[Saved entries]
· · · ·
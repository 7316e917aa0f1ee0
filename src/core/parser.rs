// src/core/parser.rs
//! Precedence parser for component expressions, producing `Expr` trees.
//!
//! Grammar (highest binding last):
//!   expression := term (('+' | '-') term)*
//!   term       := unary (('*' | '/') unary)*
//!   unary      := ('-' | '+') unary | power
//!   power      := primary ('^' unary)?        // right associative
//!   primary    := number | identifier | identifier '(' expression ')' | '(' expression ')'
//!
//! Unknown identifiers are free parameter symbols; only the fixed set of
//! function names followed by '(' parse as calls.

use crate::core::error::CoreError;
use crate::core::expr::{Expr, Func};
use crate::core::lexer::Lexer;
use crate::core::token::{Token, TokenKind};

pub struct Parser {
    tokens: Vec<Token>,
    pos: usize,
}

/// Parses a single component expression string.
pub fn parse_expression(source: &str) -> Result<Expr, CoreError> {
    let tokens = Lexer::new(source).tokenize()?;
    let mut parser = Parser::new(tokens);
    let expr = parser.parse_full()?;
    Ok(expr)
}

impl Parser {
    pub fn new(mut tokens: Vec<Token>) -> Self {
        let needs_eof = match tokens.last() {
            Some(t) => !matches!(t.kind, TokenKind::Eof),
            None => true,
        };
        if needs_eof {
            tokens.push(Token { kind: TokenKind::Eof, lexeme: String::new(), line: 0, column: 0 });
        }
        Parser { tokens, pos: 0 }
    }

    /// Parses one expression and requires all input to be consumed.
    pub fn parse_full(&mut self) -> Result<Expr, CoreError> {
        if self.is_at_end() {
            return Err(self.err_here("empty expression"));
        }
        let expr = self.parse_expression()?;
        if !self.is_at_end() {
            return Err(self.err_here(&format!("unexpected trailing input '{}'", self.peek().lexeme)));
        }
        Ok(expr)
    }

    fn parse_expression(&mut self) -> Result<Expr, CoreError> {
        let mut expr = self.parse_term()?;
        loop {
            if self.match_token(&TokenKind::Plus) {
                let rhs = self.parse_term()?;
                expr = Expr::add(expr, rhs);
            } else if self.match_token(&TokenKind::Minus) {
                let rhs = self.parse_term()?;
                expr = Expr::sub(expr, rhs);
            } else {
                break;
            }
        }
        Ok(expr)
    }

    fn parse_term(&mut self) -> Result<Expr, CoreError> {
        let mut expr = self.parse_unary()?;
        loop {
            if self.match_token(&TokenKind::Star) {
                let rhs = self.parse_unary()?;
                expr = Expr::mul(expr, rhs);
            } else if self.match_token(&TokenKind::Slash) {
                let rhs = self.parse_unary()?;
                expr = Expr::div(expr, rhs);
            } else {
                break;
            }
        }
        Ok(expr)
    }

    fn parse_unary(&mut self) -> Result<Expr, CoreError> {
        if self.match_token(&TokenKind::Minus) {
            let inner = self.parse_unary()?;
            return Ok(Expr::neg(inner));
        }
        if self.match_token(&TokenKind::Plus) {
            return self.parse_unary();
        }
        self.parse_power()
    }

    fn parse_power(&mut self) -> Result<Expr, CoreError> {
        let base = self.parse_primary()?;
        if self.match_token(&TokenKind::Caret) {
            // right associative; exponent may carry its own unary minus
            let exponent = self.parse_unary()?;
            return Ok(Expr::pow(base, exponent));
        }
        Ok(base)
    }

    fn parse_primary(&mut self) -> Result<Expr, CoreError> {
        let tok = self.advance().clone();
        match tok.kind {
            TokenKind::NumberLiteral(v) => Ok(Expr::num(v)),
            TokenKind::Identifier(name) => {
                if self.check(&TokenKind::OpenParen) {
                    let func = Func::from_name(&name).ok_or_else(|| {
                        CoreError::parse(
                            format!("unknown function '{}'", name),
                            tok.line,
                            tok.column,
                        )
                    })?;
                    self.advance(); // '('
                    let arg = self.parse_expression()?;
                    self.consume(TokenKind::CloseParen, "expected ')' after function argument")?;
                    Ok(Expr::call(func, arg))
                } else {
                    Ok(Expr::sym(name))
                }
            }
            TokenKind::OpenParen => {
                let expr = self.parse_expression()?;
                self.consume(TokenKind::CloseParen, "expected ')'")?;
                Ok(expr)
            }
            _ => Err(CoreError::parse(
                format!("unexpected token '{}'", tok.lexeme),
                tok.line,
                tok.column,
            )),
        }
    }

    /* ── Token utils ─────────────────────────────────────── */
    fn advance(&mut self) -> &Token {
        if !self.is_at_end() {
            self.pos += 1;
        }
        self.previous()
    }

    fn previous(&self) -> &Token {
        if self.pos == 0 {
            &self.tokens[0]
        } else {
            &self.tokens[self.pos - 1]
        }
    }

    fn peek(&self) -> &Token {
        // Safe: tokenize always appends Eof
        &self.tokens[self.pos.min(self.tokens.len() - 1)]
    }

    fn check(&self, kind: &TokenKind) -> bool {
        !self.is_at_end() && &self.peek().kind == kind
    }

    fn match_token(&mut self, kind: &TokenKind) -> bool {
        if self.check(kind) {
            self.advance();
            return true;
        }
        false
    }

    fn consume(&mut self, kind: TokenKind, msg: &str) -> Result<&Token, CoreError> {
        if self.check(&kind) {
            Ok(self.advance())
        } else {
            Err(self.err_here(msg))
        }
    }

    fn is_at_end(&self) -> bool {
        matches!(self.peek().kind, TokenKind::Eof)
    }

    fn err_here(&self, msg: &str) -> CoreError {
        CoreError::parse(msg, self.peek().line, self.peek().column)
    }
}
· · · ·
_EXERCISE INSTRUCTIONS_
Search the records for the string "peek" and report each line that has it.

_ANSWER TO THIS PROBLEM_
            return Err(self.err_here(&format!("unexpected trailing input '{}'", self.peek().lexeme)));
    fn peek(&self) -> &Token {
        !self.is_at_end() && &self.peek().kind == kind
        matches!(self.peek().kind, TokenKind::Eof)
        CoreError::parse(msg, self.peek().line, self.peek().column)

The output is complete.